Closing time, turn all of the lights on over every boy and every girl.

I obviously haven't been here for a while. So much for a constant update of my life in the UK. 

So far, UK has been pretty wow. Well, the country has been pretty 'eh'. It has its moments. My life here has been pretty awesome though. I've made really awesome friends and everything.

The reason I'm here right now is obviously one of little positivity. I rarely feel the need to pen my happiness down because I tend to express it freely and openly. On the other hand, my sadness, when too overwhelming, tends to engulf me to the point that I feel like I need to let it out somewhere or stew in my depression for a while.

And so, in case it isn't as yet obvious for those reading this, I am completely and utterly depressed. I feel like the shit that the shit shits out and had been rolled over with a steam roller and then smashed with a jackhammer.

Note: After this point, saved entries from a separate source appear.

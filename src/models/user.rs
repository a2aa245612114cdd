use chrono::{DateTime, Utc};
use rust_decimal::Decimal;
use serde::{Deserialize, Serialize};
use sqlx::FromRow;
use uuid::Uuid;

#[derive(Debug, Clone, Serialize, Deserialize, FromRow)]
pub struct User {
    pub id: Uuid,
    /// Farcaster network identifier, unique per account
    pub fid: i64,
    pub name: String,
    pub image: Option<String>,
    pub wallet_address: Option<String>,
    /// Cumulative token balance credited by payouts
    pub balance: Decimal,
    pub level: i32,
    pub total_wins: i32,
    pub total_losses: i32,
    pub total_spins: i32,
    /// Ticket balance, consumed one per settled spin
    pub free_spins: i32,
    pub created_at: DateTime<Utc>,
    pub updated_at: DateTime<Utc>,
}

impl User {
    pub fn win_rate(&self) -> u32 {
        if self.total_spins > 0 {
            ((self.total_wins as f64 / self.total_spins as f64) * 100.0).round() as u32
        } else {
            0
        }
    }
}

#[cfg(test)]
mod tests {
    use super::*;

    fn user(wins: i32, spins: i32) -> User {
        User {
            id: Uuid::new_v4(),
            fid: 1,
            name: "tester".to_string(),
            image: None,
            wallet_address: None,
            balance: Decimal::ZERO,
            level: 1,
            total_wins: wins,
            total_losses: spins - wins,
            total_spins: spins,
            free_spins: 0,
            created_at: Utc::now(),
            updated_at: Utc::now(),
        }
    }

    #[test]
    fn test_win_rate() {
        assert_eq!(user(0, 0).win_rate(), 0);
        assert_eq!(user(1, 2).win_rate(), 50);
        assert_eq!(user(1, 3).win_rate(), 33);
    }
}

I feel like the smallest person in the world. An idiot that I've only read about in books and movies and have always scoffed at for being idiots. And right now, I'm the moron. The stupid fool that gave the most precious thing to someone who obviously didn't appreciate it as much as she thought he would.

I feel like I was blinded too much by the dazzle and zazzle and stars and failed to see reason. And now it's too late. 

And it doesn't help that I think I'm PMSing now.

FUCK THIS.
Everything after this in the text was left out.